Le società non indigene, in uno scenario di capitalismo digitale e di intensa dataficazione, dovrebbero riflettere sul loro futuro sempre più tecnologico. Questa analisi non dovrebbe rifiutare la tecnologia, ma cercare di partecipare alla sua direzione. Oltre a ciò, sarebbe necessario rompere con l’idea positivista di neutralità tecno-scientifica per cercare di incorporare la sua visione del mondo nelle tecnologie. È necessario superare questa idea imperialista e coloniale secondo cui esiste solo la tecnologia nordamericana, poiché è l’unica dotata di universalità. Le tecnologie, comprese quelle digitali, portano con sé determinazioni e condizionamenti culturali. Funzionando in un certo modo, impongono un modo di essere, un insieme di assoggettamenti a ciò che una visione del mondo considera pragmaticamente accettabile.

Quando perdiamo il controllo sui nostri dati, perdiamo la possibilità di organizzarli per generare nuove invenzioni, per creare tecnologia con il nostro modo di vedere, con le nostre esigenze. Quando le Big Tech concentrano i nostri dati nelle loro strutture, portano con sé i benefici economici che i dati possono generare, oltre a rafforzare l’egemonia epistemica e ridurre le possibilità di incorporare le nostre prospettive e visione del mondo nelle tecnologie computazionali.

*Sergio Amedeo da Silveira è professore presso l'Università Federale di ABC. Autore, tra gli altri libri, di Colonialismo dei dati: come opera la trincea algoritmica nella guerra neoliberista (Autonomia letteraria). [https://amzn.to/3ZZjDfb]

Riferimenti


ALLEANZA GLOBALE PER I DATI INDIGENI (GIDA): https://www.gida-global.org/

HUDSON, Maui et al. I diritti dei popoli indigeni nei dati: un contributo alla sovranità della ricerca indigena. Frontiere nelle metriche e nell'analisi della ricerca, v. 8, pag. 1173805, 2023.

HUI, che schifo. La cosmotecnica come cosmopolitica. Frammentare il futuro. Saggi sulla tecnodiversità, p. 41-64, 2020.

WGIA. Il mondo indigeno 2022. A cura di Dwayne Mamo. Aprile 2022.

KUKUTA, Tahu; Taylor, Giovanni. Sovranità dei dati indigeni: verso un’agenda. ANU Press, 2016.

MAIAM NAYRI WINGARA (online): https://www.maiamnayriwingara.org/history

MAIAM NAYRI WINGARA; ISTITUTO DI GOVERNO INDIGENO AUSTRALIANO. La sovranità dei dati indigeni comunica. 2018. Collegamento: https://static1.squarespace.com/static/5b3043afb40b9d20411f3512/t/63ed934fe861fa061ebb9202/1676514134724/Communique-Indigenous-Data-Sovereignty-Summit.pdf

MORRIS, Traci. La definizione della sovranità digitale. American Indian Policy Institute, 14 luglio 2023. Link: https://aipi.asu.edu/blog/2023/07/indigenous-digital-sovereignty-defined

NAZIONI UNITE. Dichiarazione delle Nazioni Unite sui diritti dei popoli indigeni.

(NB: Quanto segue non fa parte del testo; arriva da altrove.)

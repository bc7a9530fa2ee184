//! MTA New York City Transit subway arrivals.
//!
//! Upstream: the NYCT GTFS-RT feeds, one protobuf feed per route group, no
//! key required. A station query is a GTFS stop id; the parent form ("127")
//! matches both directional platforms ("127N"/"127S"). Routes select which
//! feeds to pull; with no routes the 1-6/S feed is used.

use super::feed::{arrivals_at_stop, delay_fields, parse_feed};
use super::{AdapterError, Agency, AgencyAdapter, ArrivalsQuery};
use crate::arrivals::{label_for_eta, StandardArrival};
use crate::fetch::{fetch_bytes, BasicClient, RequestPolicy};
use async_trait::async_trait;
use chrono::Utc;

const FEED_BASE: &str = "https://api-endpoint.mta.info/Dataservice/mtagtfsfeeds/nyct%2Fgtfs";

/// Maps a subway route to its feed URL suffix.
fn feed_suffix(route: &str) -> Option<&'static str> {
    match route {
        "1" | "2" | "3" | "4" | "5" | "6" | "GS" | "S" => Some(""),
        "A" | "C" | "E" => Some("-ace"),
        "B" | "D" | "F" | "M" => Some("-bdfm"),
        "G" => Some("-g"),
        "J" | "Z" => Some("-jz"),
        "N" | "Q" | "R" | "W" => Some("-nqrw"),
        "L" => Some("-l"),
        "7" => Some("-7"),
        "SI" | "SIR" => Some("-si"),
        _ => None,
    }
}

/// Deduplicated feed URLs for a set of routes.
fn feed_urls(routes: &[String]) -> Result<Vec<String>, AdapterError> {
    if routes.is_empty() {
        return Ok(vec![FEED_BASE.to_string()]);
    }

    let mut seen = Vec::new();
    let mut urls = Vec::new();
    for route in routes {
        let upper = route.to_ascii_uppercase();
        let suffix = feed_suffix(&upper).ok_or_else(|| AdapterError::UnknownRoute {
            agency: "mta",
            route: route.clone(),
        })?;
        if !seen.contains(&suffix) {
            seen.push(suffix);
            urls.push(format!("{FEED_BASE}{suffix}"));
        }
    }
    Ok(urls)
}

fn direction_word(stop_id: &str) -> (&'static str, &'static str) {
    match stop_id.chars().last() {
        Some('N') => ("N", "Northbound"),
        Some('S') => ("S", "Southbound"),
        _ => ("", ""),
    }
}

pub struct MtaAdapter {
    client: BasicClient,
    policy: RequestPolicy,
}

impl MtaAdapter {
    pub fn new(policy: RequestPolicy) -> Self {
        Self {
            client: BasicClient::new(),
            policy,
        }
    }
}

#[async_trait]
impl AgencyAdapter for MtaAdapter {
    fn agency(&self) -> Agency {
        Agency::Mta
    }

    async fn arrivals(&self, query: &ArrivalsQuery) -> Result<Vec<StandardArrival>, AdapterError> {
        let now = Utc::now().timestamp();
        let mut arrivals = Vec::new();

        for url in feed_urls(&query.routes)? {
            let bytes = fetch_bytes(&self.client, &url, &self.policy).await?;
            let feed = parse_feed(&bytes).map_err(|e| AdapterError::Vendor {
                agency: "mta",
                message: e.to_string(),
            })?;

            for stop_arrival in arrivals_at_stop(&feed, &query.station, now) {
                let (direction, dest_word) = direction_word(&stop_arrival.stop_id);
                let (status, delay) = delay_fields(stop_arrival.delay_seconds);

                // NYCT trip updates carry no headsign; the direction word is
                // the best rider-facing destination the feed offers.
                arrivals.push(StandardArrival {
                    line: stop_arrival.route_id,
                    destination: dest_word.to_string(),
                    arrival_time: label_for_eta(stop_arrival.eta_seconds),
                    direction: direction.to_string(),
                    status,
                    delay,
                    eta_seconds: Some(stop_arrival.eta_seconds),
                });
            }
        }

        Ok(query.finish(arrivals))
    }
}

#[cfg(test)]
mod tests {
    use super::*;

    #[test]
    fn test_feed_suffix_for_known_routes() {
        assert_eq!(feed_suffix("1"), Some(""));
        assert_eq!(feed_suffix("A"), Some("-ace"));
        assert_eq!(feed_suffix("N"), Some("-nqrw"));
        assert_eq!(feed_suffix("L"), Some("-l"));
        assert_eq!(feed_suffix("7"), Some("-7"));
        assert_eq!(feed_suffix("X"), None);
    }

    #[test]
    fn test_feed_urls_deduplicate_shared_feeds() {
        let routes: Vec<String> = vec!["1".into(), "2".into(), "3".into(), "A".into()];
        let urls = feed_urls(&routes).unwrap();
        // 1, 2, 3 share the base feed; A is separate.
        assert_eq!(urls.len(), 2);
    }

    #[test]
    fn test_unknown_route_is_an_error() {
        let routes: Vec<String> = vec!["X9".into()];
        assert!(matches!(
            feed_urls(&routes),
            Err(AdapterError::UnknownRoute { .. })
        ));
    }

    #[test]
    fn test_no_routes_defaults_to_base_feed() {
        let urls = feed_urls(&[]).unwrap();
        assert_eq!(urls, vec![FEED_BASE.to_string()]);
    }

    #[test]
    fn test_direction_word_from_platform_suffix() {
        assert_eq!(direction_word("127N"), ("N", "Northbound"));
        assert_eq!(direction_word("127S"), ("S", "Southbound"));
        assert_eq!(direction_word("127"), ("", ""));
    }
}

https://www.acnur.org/fileadmin/Documentos/portugues/BDL/Declaracao_das_Nacoes_Unidas_sobre_os_Direitos_dos_Povos_Indigenas.pdf

ROBERTS, Jennafer Shae; MONTOYA, Laura N. Decolonizzazione, legge globale sui dati e sovranità dei dati indigeni. prestampa di arXiv arXiv:2208.04700, 2022.

SMITH, LT (1999). Metodologie di decolonizzazione: ricerca e popolazioni indigene. Eric: 1999.

MANA RARAUNGA. https://www.temanararaunga.maori.nz/

WALTER, Maggie; SUINA, Michele. Dati indigeni, metodologie indigene e sovranità dei dati indigeni. Metodologia, vol. 22, n. 3, pag. 233-243, 2018.